-- Task instructions --
Search the entries for the word "usize" and pull out each line that has it.

-- Data records --
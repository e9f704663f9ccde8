//! Compile and run Wall-E drawing programs.

pub mod image;

use std::fs;
use std::path::Path;

use walle_parser::lexer::lex;
use walle_parser::parser::Parser;
use walle_passes::check::check_program;
use walle_source::Source;

pub use walle_parser::ast::Program;
pub use walle_runtime::{
    CancellationToken, Canvas, DrawingUpdate, ExecutionMode, ExecutionOptions, InterpretResult, Interpreter,
    ProgressSink, UpdateKind, DEFAULT_CANVAS_SIZE, DEFAULT_MAX_STATEMENTS, MAX_CANVAS_SIZE,
};
pub use walle_source::Error;
pub use walle_value::Color;

/// File extension of Wall-E programs.
pub const EXTENSION: &str = "pw";

#[derive(Debug, Clone, Copy, PartialEq, Eq)]
pub enum ExecutionStatus {
    Completed,
    Cancelled,
    /// A runtime or import error stopped the run.
    Failed,
}

/// Outcome of [`execute`]. The canvas is always present, even when the run failed.
#[derive(Debug, Clone)]
pub struct ExecutionReport {
    pub canvas: Canvas,
    pub errors: Vec<Error>,
    pub status: ExecutionStatus,
}

/// Lexes, parses and checks `source`.
/// Stops after the first stage that reports errors and returns all of that stage's errors.
pub fn compile(source: &str) -> Result<Program, Vec<Error>> {
    let source = Source::new(source);
    let tokens = lex(&source);
    if !source.has_no_errors() {
        return Err(source.errors.take());
    }

    let program = Parser::with_tokens(&source, tokens).parse_program();
    if !source.has_no_errors() {
        return Err(source.errors.take());
    }

    check_program(&program, &source);
    if !source.has_no_errors() {
        return Err(source.errors.take());
    }
    Ok(program)
}

/// Runs a compiled `program` on a fresh canvas, or on `background` (PNG bytes) scaled to the
/// canvas size. Progress is reported to `sink` according to `options.mode`.
pub fn execute(
    program: &Program,
    options: &ExecutionOptions,
    background: Option<&[u8]>,
    sink: &mut dyn ProgressSink,
    token: CancellationToken,
) -> ExecutionReport {
    let canvas = match prepare_canvas(options, background) {
        Ok(canvas) => canvas,
        Err(err) => {
            let canvas = Canvas::new(
                options.width.min(MAX_CANVAS_SIZE),
                options.height.min(MAX_CANVAS_SIZE),
            );
            sink.report(DrawingUpdate {
                canvas: canvas.clone(),
                kind: UpdateKind::Error,
                message: Some(err.to_string()),
                errors: vec![err.clone()],
            });
            return ExecutionReport {
                canvas,
                errors: vec![err],
                status: ExecutionStatus::Failed,
            };
        }
    };

    let mut interpreter = Interpreter::new(program, canvas, options, sink, token);
    let (errors, status) = match interpreter.run() {
        InterpretResult::Completed => (Vec::new(), ExecutionStatus::Completed),
        InterpretResult::Cancelled => (Vec::new(), ExecutionStatus::Cancelled),
        InterpretResult::RuntimeError(err) => (vec![err], ExecutionStatus::Failed),
    };
    ExecutionReport {
        canvas: interpreter.into_canvas(),
        errors,
        status,
    }
}

fn prepare_canvas(options: &ExecutionOptions, background: Option<&[u8]>) -> Result<Canvas, Error> {
    let valid = 1..=MAX_CANVAS_SIZE;
    if !valid.contains(&options.width) || !valid.contains(&options.height) {
        return Err(Error::import(format!(
            "Invalid canvas size {}x{}, both sides must be between 1 and {}.",
            options.width, options.height, MAX_CANVAS_SIZE
        )));
    }
    match background {
        Some(bytes) => image::decode_background(bytes, options.width, options.height),
        None => Ok(Canvas::new(options.width, options.height)),
    }
}

/// Reads a program file. Only `.pw` files are accepted.
pub fn read_program(path: &Path) -> Result<String, Error> {
    if path.extension().and_then(|ext| ext.to_str()) != Some(EXTENSION) {
        return Err(Error::import(format!(
            "'{}' is not a Wall-E program, expected a '.{}' file.",
            path.display(),
            EXTENSION
        )));
    }
    fs::read_to_string(path)
        .map_err(|err| Error::import(format!("Cannot read '{}': {}.", path.display(), err)))
}
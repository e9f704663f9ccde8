//! Tree-walking interpreter.

use std::collections::{HashMap, HashSet};

use walle_parser::ast::{BinaryOp, Expr, ExprKind, Literal, Program, Stmt, StmtKind, UnaryOp};
use walle_source::{CodeLocation, Error};
use walle_value::{Builtin, Color, IntOrBool, Value};

use crate::canvas::Canvas;
use crate::controller::ProgramController;
use crate::draw::{self, Point};
use crate::functions::{call_builtin, Context};
use crate::progress::{CancellationToken, ProgressReporter, ProgressSink};
use crate::state::WallEState;
use crate::ExecutionOptions;

/// Largest accepted circle radius.
pub const MAX_RADIUS: i64 = 1 << 20;
/// Largest string a repetition may produce, in bytes.
pub const MAX_STRING_LEN: usize = 1 << 24;

#[derive(Debug, Clone, PartialEq, Eq)]
pub enum InterpretResult {
    /// The last statement was executed.
    Completed,
    /// The run was stopped through its [`CancellationToken`].
    Cancelled,
    /// The run stopped at the first runtime error.
    RuntimeError(Error),
}

/// Why the statement loop stopped early.
enum Halt {
    Cancelled,
    Error(Error),
}

impl From<Error> for Halt {
    fn from(err: Error) -> Self {
        Halt::Error(err)
    }
}

pub struct Interpreter<'a> {
    program: &'a Program,
    canvas: Canvas,
    state: WallEState,
    /// Flat global variable table.
    variables: HashMap<String, Value>,
    reporter: ProgressReporter<'a>,
    max_statements: usize,
}
//! Source code representation and error management.

use std::{cell::RefCell, fmt};

use thiserror::Error as ThisError;

/// Represents source code.
pub struct Source<'a> {
    /// Original source code.
    pub content: &'a str,
    /// Accumulated errors.
    pub errors: ErrorReporter,
    /// Byte offset of the first character of every line.
    line_starts: Vec<usize>,
}

impl<'a> Source<'a> {
    /// Create a new `Source` with the specified `content`.
    pub fn new(content: &'a str) -> Self {
        let line_starts = std::iter::once(0)
            .chain(content.match_indices('\n').map(|(i, _)| i + 1))
            .collect();
        Self {
            content,
            errors: ErrorReporter::new(),
            line_starts,
        }
    }

    /// Returns `true` if `Source` has no accumulated errors. Returns `false` otherwise.
    pub fn has_no_errors(&self) -> bool {
        self.errors.is_empty()
    }

    /// Converts a byte `offset` into a 1-based line and column.
    /// Columns count characters, not bytes.
    pub fn location(&self, offset: usize) -> CodeLocation {
        let offset = offset.min(self.content.len());
        let line = match self.line_starts.binary_search(&offset) {
            Ok(line) => line,
            Err(next) => next - 1,
        };
        let line_start = self.line_starts[line];
        let column = self.content[line_start..offset].chars().count() + 1;
        CodeLocation::new(line + 1, column)
    }
}

impl<'a> From<&'a str> for Source<'a> {
    fn from(content: &'a str) -> Self {
        Source::new(content)
    }
}

/// A position in source code. Ordered line major, column minor.
#[derive(Debug, Clone, Copy, PartialEq, Eq, PartialOrd, Ord, Hash)]
pub struct CodeLocation {
    pub line: usize,
    pub column: usize,
}

impl CodeLocation {
    pub const fn new(line: usize, column: usize) -> Self {
        Self { line, column }
    }
}

impl Default for CodeLocation {
    fn default() -> Self {
        Self::new(1, 1)
    }
}

impl fmt::Display for CodeLocation {
    fn fmt(&self, f: &mut fmt::Formatter<'_>) -> fmt::Result {
        write!(f, "{}:{}", self.line, self.column)
    }
}

/// Every error the pipeline can produce, from malformed tokens to failures while drawing.
#[derive(Debug, Clone, PartialEq, Eq, ThisError)]
pub enum Error {
    #[error("[{location}] Lexical error: {message}")]
    Lexical {
        location: CodeLocation,
        message: String,
    },
    #[error("[{location}] Syntax error: {message}")]
    Syntax {
        location: CodeLocation,
        message: String,
        /// Text of the offending token.
        found: String,
        /// Human-readable descriptions of what would have been accepted.
        expected: Vec<String>,
    },
    #[error("[{location}] Semantic error: {message}")]
    Semantic {
        location: CodeLocation,
        message: String,
    },
    #[error("[{location}] Runtime error: {message}")]
    Runtime {
        location: CodeLocation,
        message: String,
    },
    /// Boundary I/O failure (unreadable file, undecodable image...). Has no location.
    #[error("Import error: {message}")]
    Import { message: String },
}

impl Error {
    pub fn lexical(location: CodeLocation, message: impl ToString) -> Self {
        Self::Lexical {
            location,
            message: message.to_string(),
        }
    }

    pub fn syntax(
        location: CodeLocation,
        message: impl ToString,
        found: impl ToString,
        expected: Vec<String>,
    ) -> Self {
        Self::Syntax {
            location,
            message: message.to_string(),
            found: found.to_string(),
            expected,
        }
    }

    pub fn semantic(location: CodeLocation, message: impl ToString) -> Self {
        Self::Semantic {
            location,
            message: message.to_string(),
        }
    }

    pub fn runtime(location: CodeLocation, message: impl ToString) -> Self {
        Self::Runtime {
            location,
            message: message.to_string(),
        }
    }

    pub fn import(message: impl ToString) -> Self {
        Self::Import {
            message: message.to_string(),
        }
    }

    /// Returns the location of the error or `None` for [`Error::Import`].
    pub fn location(&self) -> Option<CodeLocation> {
        match self {
            Error::Lexical { location, .. }
            | Error::Syntax { location, .. }
            | Error::Semantic { location, .. }
            | Error::Runtime { location, .. } => Some(*location),
            Error::Import { .. } => None,
        }
    }

    /// Returns the message without location and kind prefix.
    pub fn message(&self) -> &str {
        match self {
            Error::Lexical { message, .. }
            | Error::Syntax { message, .. }
            | Error::Semantic { message, .. }
            | Error::Runtime { message, .. }
            | Error::Import { message } => message,
        }
    }

    pub fn is_runtime(&self) -> bool {
        matches!(self, Error::Runtime { .. })
    }
}

/// Manages all the errors.
pub struct ErrorReporter {
    errors: RefCell<Vec<Error>>,
}

impl ErrorReporter {
    /// Create an empty `ErrorReporter`.
    pub fn new() -> Self {
        Self {
            errors: RefCell::new(Vec::new()),
        }
    }

    /// Adds an error to the `ErrorReporter`.
    /// This method uses the interior mutability pattern. This does not require mutability for ergonomics.
    pub fn add_error(&self, error: Error) {
        // This should be the only place where self.errors is borrowed mutably.
        self.errors.borrow_mut().push(error);
    }

    pub fn is_empty(&self) -> bool {
        self.errors.borrow().is_empty()
    }

    pub fn len(&self) -> usize {
        self.errors.borrow().len()
    }

    /// Returns a copy of all the errors reported so far, in reporting order.
    pub fn errors(&self) -> Vec<Error> {
        self.errors.borrow().clone()
    }

    /// Removes and returns all the accumulated errors.
    pub fn take(&self) -> Vec<Error> {
        self.errors.borrow_mut().drain(..).collect()
    }
}

impl Default for ErrorReporter {
    fn default() -> Self {
        Self::new()
    }
}

impl fmt::Display for ErrorReporter {
    fn fmt(&self, f: &mut fmt::Formatter<'_>) -> fmt::Result {
        let errors = self.errors.borrow();
        for error in errors.iter() {
            writeln!(f, "{}", error)?;
        }

        Ok(())
    }
}

#[cfg(test)]
mod tests {
    use super::*;

    #[test]
    fn test_location() {
        let source = Source::new("ab\ncd\n\né");
        assert_eq!(source.location(0), CodeLocation::new(1, 1));
        assert_eq!(source.location(1), CodeLocation::new(1, 2));
        assert_eq!(source.location(2), CodeLocation::new(1, 3));
        assert_eq!(source.location(3), CodeLocation::new(2, 1));
        assert_eq!(source.location(6), CodeLocation::new(3, 1));
        assert_eq!(source.location(7), CodeLocation::new(4, 1));
        // end of input, after a multibyte character
        assert_eq!(source.location(9), CodeLocation::new(4, 2));
    }

    #[test]
    fn test_location_ordering() {
        assert!(CodeLocation::new(1, 9) < CodeLocation::new(2, 1));
        assert!(CodeLocation::new(2, 1) < CodeLocation::new(2, 3));
    }

    #[test]
    fn test_error_display() {
        let error = Error::runtime(CodeLocation::new(3, 7), "Division by zero.");
        assert_eq!(error.to_string(), "[3:7] Runtime error: Division by zero.");
        assert_eq!(
            Error::import("missing file").to_string(),
            "Import error: missing file"
        );
        assert_eq!(error.location(), Some(CodeLocation::new(3, 7)));
        assert_eq!(Error::import("x").location(), None);
    }

    #[test]
    fn test_reporter() {
        let source = Source::new("");
        assert!(source.has_no_errors());
        source
            .errors
            .add_error(Error::semantic(CodeLocation::new(1, 1), "first"));
        source
            .errors
            .add_error(Error::semantic(CodeLocation::new(2, 1), "second"));
        assert!(!source.has_no_errors());
        assert_eq!(source.errors.len(), 2);
        assert_eq!(
            source.errors.to_string(),
            "[1:1] Semantic error: first\n[2:1] Semantic error: second\n"
        );
        assert_eq!(source.errors.take().len(), 2);
        assert!(source.errors.is_empty());
    }
}
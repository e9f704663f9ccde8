pub mod ast;
pub mod lexer;
pub mod parser;
pub mod printer;
pub mod visitor;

-- Answer to this task --
pub const MAX_STRING_LEN: usize = 1 << 24;
    max_statements: usize,
    line_starts: Vec<usize>,
    pub fn location(&self, offset: usize) -> CodeLocation {
    pub line: usize,
    pub column: usize,
    pub const fn new(line: usize, column: usize) -> Self {
    pub fn len(&self) -> usize {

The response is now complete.